Pour un oui ou pour un non
10 juil. 2013
Spectacle de la compagnie Plakka Théâtre
vu le 9 juillet 2013 à 16h30 à l'Espace Roseau, dans le cadre du festival d'Avignon
Texte : Nathalie Sarraute
Avec : Jean-Marie Russo (H1) et Paddy Sherlock (H2)
Genre : théâtre
Durée : 1h10
Pour commencer, le choix d'un texte d'une telle qualité est à souligner. Nathalie Sarraute, comme à son habitude, y effectue son "travail de sorcier" afin de traquer ce qui se joue en nous d'invisible, souvent indicible, et qui est d'ailleurs rarement dit. Enorme challenge que de ne jamais trahir la force, la finesse et l'intelligence d'un tel texte. Je peux le dire d'emblée : le défi semble réussi, et même haut la main ! Mise en scène, lumière et comédiens s'accordent à merveille pour nous tenir en haleine avec ce texte exigeant.
L'auteure ne tourne pas autour du pot. Dès les premières répliques, le problème est posé :
« H1 : Ecoute, je voulais te demander… c’est un peu pour ça que je suis venu… je voudrais savoir… Que s’est-il passé ? Qu’est-ce que tu as contre moi ?
H2 : Mais rien… Pourquoi ?
H1: Oh, je ne sais pas. Il me semble que tu t’éloignes. Tu ne fais plus jamais signe. Il faut toujours que ce soit moi… »
Deux amis s'affrontent et s'expliquent. Il est dit ici ce qui d'ordinaire reste tu. Tout est disséqué, et surtout une phrase qui aura tout déclenché, et le ton sur lequel elle aura été prononcée. A partir de celle-ci se révèlent deux personnalités entières aux valeurs presque antagonistes. L'un au bonheur social bien défini, où tout peut être nommé, où tout paraît solide, l'autre hors des clous, plus orienté vers le bonheur intime, profond, et qui n'a pas de reconnaissance sociale. Chacun tente de paraître sûr de soi dans ces choix, mais une fascination envers l'autre les déroute eux-mêmes, crée l'amitié puis l'incompréhension, le malaise voire le rejet et, pour finir, l'éloignement. C'est que chacun porte l'autre. Chacun ne peut exister que par opposition à l'autre. C'est que l'un est le oui, l'autre le non.
H2, l'homme qui rompt "pour un oui ou pour un non", est joué par Paddy Sherlock dont l'accent irlandais renforce le sentiment d'étrangeté flottante par rapport à "nos" normes. L'idée de lui faire jouer du trombone est excellente car c'est une autre forme d'expression encore, sans mot, mais d'autant plus forte. Elle illustre sa volonté de faire comprendre quelque chose sans le dire, d'exister autrement que communément admis. Mais, pour cela, il faut qu'il y ait du "communément admis".

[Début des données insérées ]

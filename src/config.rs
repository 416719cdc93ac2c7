//! Runtime configuration loaded from environment variables.
//!
//! Every value has a default so the server starts without any `.env` file.

use crate::llm::LlmConfig;
use std::time::Duration;

/// Parse a trimmed, non-empty environment variable
fn env_value(key: &str) -> Option<String> {
    std::env::var(key).ok().and_then(|v| {
        let trimmed = v.trim();
        (!trimmed.is_empty()).then(|| trimmed.to_string())
    })
}

fn env_parse<T: std::str::FromStr>(key: &str) -> Option<T> {
    env_value(key).and_then(|v| match v.parse() {
        Ok(parsed) => Some(parsed),
        Err(_) => {
            tracing::warn!("Ignoring invalid value for {}: {:?}", key, v);
            None
        }
    })
}

fn env_flag(key: &str) -> Option<bool> {
    env_value(key).map(|v| v != "0" && v.to_lowercase() != "false")
}

/// Rules and timings for a game session
#[derive(Debug, Clone)]
pub struct GameConfig {
    pub total_rounds: u32,
    pub guessing_seconds: u32,
    /// Reveal screen duration once the analysis is available
    pub reveal_seconds: u32,
    /// Reveal screen duration while still waiting for the analysis
    pub reveal_fallback_seconds: u32,
    /// Humans (host included) needed before the game can start
    pub min_players: usize,
    pub add_ai_player: bool,
    pub ai_player_name: String,
    /// Close guessing as soon as every player has guessed
    pub end_guessing_when_all_guessed: bool,
    pub max_name_chars: usize,
}

impl Default for GameConfig {
    fn default() -> Self {
        Self {
            total_rounds: 10,
            guessing_seconds: 60,
            reveal_seconds: 8,
            reveal_fallback_seconds: 12,
            min_players: 2,
            add_ai_player: true,
            ai_player_name: "The Machine".to_string(),
            end_guessing_when_all_guessed: true,
            max_name_chars: 24,
        }
    }
}

impl GameConfig {
    pub fn from_env() -> Self {
        let defaults = Self::default();

        Self {
            total_rounds: env_parse("GAME_ROUNDS")
                .filter(|n| *n > 0)
                .unwrap_or(defaults.total_rounds),
            guessing_seconds: env_parse("GUESSING_SECONDS")
                .filter(|n| *n > 0)
                .unwrap_or(defaults.guessing_seconds),
            reveal_seconds: env_parse("REVEAL_SECONDS").unwrap_or(defaults.reveal_seconds),
            reveal_fallback_seconds: env_parse("REVEAL_FALLBACK_SECONDS")
                .unwrap_or(defaults.reveal_fallback_seconds),
            min_players: env_parse("MIN_PLAYERS").unwrap_or(defaults.min_players),
            add_ai_player: env_flag("AI_PLAYER").unwrap_or(defaults.add_ai_player),
            ai_player_name: env_value("AI_PLAYER_NAME").unwrap_or(defaults.ai_player_name),
            end_guessing_when_all_guessed: env_flag("END_GUESSING_EARLY")
                .unwrap_or(defaults.end_guessing_when_all_guessed),
            max_name_chars: env_parse("MAX_NAME_CHARS")
                .filter(|n| *n > 0)
                .unwrap_or(defaults.max_name_chars),
        }
    }

    pub fn guessing_duration(&self) -> chrono::Duration {
        chrono::Duration::seconds(i64::from(self.guessing_seconds))
    }
}

/// Settings for generated round content
#[derive(Debug, Clone)]
pub struct ContentConfig {
    /// Language every generated text is written in
    pub language: String,
    pub timeout: Duration,
    pub max_tokens: u32,
    /// Chance that the AI player deliberately gets a round wrong
    pub ai_mistake_chance: f64,
}

impl Default for ContentConfig {
    fn default() -> Self {
        Self {
            language: "English".to_string(),
            timeout: Duration::from_secs(30),
            max_tokens: 600,
            ai_mistake_chance: 0.4,
        }
    }
}

impl ContentConfig {
    pub fn from_env(llm: &LlmConfig) -> Self {
        let defaults = Self::default();

        Self {
            language: env_value("GAME_LANGUAGE").unwrap_or(defaults.language),
            timeout: llm.default_timeout,
            max_tokens: llm.default_max_tokens,
            ai_mistake_chance: env_parse("AI_MISTAKE_CHANCE")
                .filter(|p: &f64| (0.0..=1.0).contains(p))
                .unwrap_or(defaults.ai_mistake_chance),
        }
    }
}

/// Listener and public URL settings
#[derive(Debug, Clone)]
pub struct ServerConfig {
    pub port: u16,
    /// Base URL players open; the join URL (and its QR code) is built from it
    pub public_url: String,
    pub static_dir: String,
    /// How often phase deadlines are checked
    pub tick_interval: Duration,
}

impl Default for ServerConfig {
    fn default() -> Self {
        Self {
            port: 3000,
            public_url: "http://localhost:3000".to_string(),
            static_dir: "static".to_string(),
            tick_interval: Duration::from_millis(500),
        }
    }
}

impl ServerConfig {
    pub fn from_env() -> Self {
        let defaults = Self::default();
        let port = env_parse("PORT").unwrap_or(defaults.port);

        Self {
            port,
            public_url: env_value("PUBLIC_URL")
                .map(|url| url.trim_end_matches('/').to_string())
                .unwrap_or_else(|| format!("http://localhost:{}", port)),
            static_dir: env_value("STATIC_DIR").unwrap_or(defaults.static_dir),
            tick_interval: env_parse("TICK_INTERVAL_MS")
                .map(Duration::from_millis)
                .unwrap_or(defaults.tick_interval),
        }
    }

    pub fn join_url(&self, code: &str) -> String {
        format!("{}/join/{}", self.public_url, code)
    }
}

De H1 émane au contraire un sentiment d'incompréhension et de vacillement, sur des bases qu'il a toujours jugé plus solides et surtout plus justes. Il y reste d'ailleurs bien posé, ne vacille au final que peu, mais tente de comprendre l'éloignement de son ami ; éloignement ô combien perturbant dans son système. Système qui n'existe que parce que certains (comme son ami H2) restent en marge...
Les deux personnages évoluent sur une sorte de légo géant blanc, noir et rouge, qui bouge, s'encastre, se déploie. Chacun y monte, s'y assoit, y court, y prend les mots aux pieds de la lettre par le contact avec l'autre ou avec l'instrument. Chacun y prend de la hauteur et du pouvoir, avant de redescendre et de se laisser plier ou vaincre, pour à nouveau retourner "chez lui" où il passe plus d'air, où tout est plus rassurant. Les deux comédiens, par leurs corps, leurs regards et leurs intonations, nous saisissent sans nous lâcher une seule seconde. On est convaincu, du début jusqu'à la fin.

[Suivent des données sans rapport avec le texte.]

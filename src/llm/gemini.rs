//! Google Gemini via the `generateContent` REST endpoint.

use super::*;
use serde::{Deserialize, Serialize};
use std::time::Instant;

const GEMINI_BASE_URL: &str = "https://generativelanguage.googleapis.com/v1beta";

pub struct GeminiProvider {
    api_key: String,
    model: String,
    base_url: String,
    client: reqwest::Client,
}

impl GeminiProvider {
    pub fn new(api_key: String, model: String) -> LlmResult<Self> {
        Self::with_base_url(api_key, model, GEMINI_BASE_URL.to_string())
    }

    pub fn with_base_url(api_key: String, model: String, base_url: String) -> LlmResult<Self> {
        let client = reqwest::Client::builder()
            .timeout(Duration::from_secs(120))
            .build()
            .map_err(|e| LlmError::ConfigError(format!("Failed to build HTTP client: {}", e)))?;

        Ok(Self {
            api_key,
            model,
            base_url: base_url.trim_end_matches('/').to_string(),
            client,
        })
    }
}

#[derive(Debug, Serialize)]
struct Part<'a> {
    text: &'a str,
}

#[derive(Debug, Serialize)]
struct Content<'a> {
    #[serde(skip_serializing_if = "Option::is_none")]
    role: Option<&'static str>,
    parts: Vec<Part<'a>>,
}

#[derive(Debug, Serialize)]
#[serde(rename_all = "camelCase")]
struct GenerationConfig {
    #[serde(skip_serializing_if = "Option::is_none")]
    max_output_tokens: Option<u32>,
}

#[derive(Debug, Serialize)]
#[serde(rename_all = "camelCase")]
struct GeminiRequest<'a> {
    contents: Vec<Content<'a>>,
    #[serde(skip_serializing_if = "Option::is_none")]
    system_instruction: Option<Content<'a>>,
    generation_config: GenerationConfig,
}

#[derive(Debug, Deserialize)]
#[serde(rename_all = "camelCase")]
struct GeminiResponse {
    #[serde(default)]
    candidates: Vec<Candidate>,
    #[serde(default)]
    usage_metadata: Option<UsageMetadata>,
}

#[derive(Debug, Deserialize)]
struct Candidate {
    content: Option<CandidateContent>,
}

#[derive(Debug, Deserialize)]
struct CandidateContent {
    #[serde(default)]
    parts: Vec<CandidatePart>,
}

#[derive(Debug, Deserialize)]
struct CandidatePart {
    #[serde(default)]
    text: Option<String>,
}

#[derive(Debug, Deserialize)]
#[serde(rename_all = "camelCase")]
struct UsageMetadata {
    total_token_count: Option<u32>,
}

impl GeminiResponse {
    /// Concatenate the text parts of the first candidate
    fn text(&self) -> Option<String> {
        let content = self.candidates.first()?.content.as_ref()?;
        let text: String = content
            .parts
            .iter()
            .filter_map(|p| p.text.as_deref())
            .collect();
        (!text.trim().is_empty()).then_some(text)
    }
}

#[async_trait]
impl LlmProvider for GeminiProvider {
    async fn generate(&self, request: GenerateRequest) -> LlmResult<GenerateResponse> {
        let start = Instant::now();

        let body = GeminiRequest {
            contents: vec![Content {
                role: Some("user"),
                parts: vec![Part {
                    text: &request.prompt,
                }],
            }],
            system_instruction: request.system.as_deref().map(|system| Content {
                role: None,
                parts: vec![Part { text: system }],
            }),
            generation_config: GenerationConfig {
                max_output_tokens: request.max_tokens,
            },
        };

        let url = format!("{}/models/{}:generateContent", self.base_url, self.model);

        let response = tokio::time::timeout(
            request.timeout,
            self.client
                .post(&url)
                .header("x-goog-api-key", &self.api_key)
                .json(&body)
                .send(),
        )
        .await
        .map_err(|_| LlmError::Timeout(request.timeout))?
        .map_err(|e| LlmError::ApiError(e.to_string()))?;

        if !response.status().is_success() {
            return Err(LlmError::ApiError(format!(
                "Gemini API returned status: {}",
                response.status()
            )));
        }

        let gemini_response: GeminiResponse = response
            .json()
            .await
            .map_err(|e| LlmError::ParseError(e.to_string()))?;

        let text = gemini_response
            .text()
            .ok_or_else(|| LlmError::ParseError("No content in response".to_string()))?;

        Ok(GenerateResponse {
            text: text.trim().to_string(),
            metadata: ResponseMetadata {
                provider: "gemini".to_string(),
                model: self.model.clone(),
                tokens_used: gemini_response
                    .usage_metadata
                    .and_then(|u| u.total_token_count),
                latency_ms: start.elapsed().as_millis() as u64,
            },
        })
    }

    fn name(&self) -> &str {
        "gemini"
    }
}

Enfin, les jeux de lumière nous guident et nous émeuvent. Durant un instant, nous, le public, sommes éclairés, comme pris à parti. Ne serions-nous pas nous-mêmes les voisins, les passants, les autres, tous ceux qui jugent H2 et adoubent H1 ? A moins que ce ne soit l'inverse ? Pour un oui ou pour un non ?
Un excellent spectacle qui questionne et rend heureux par son énergie et sa pertinence.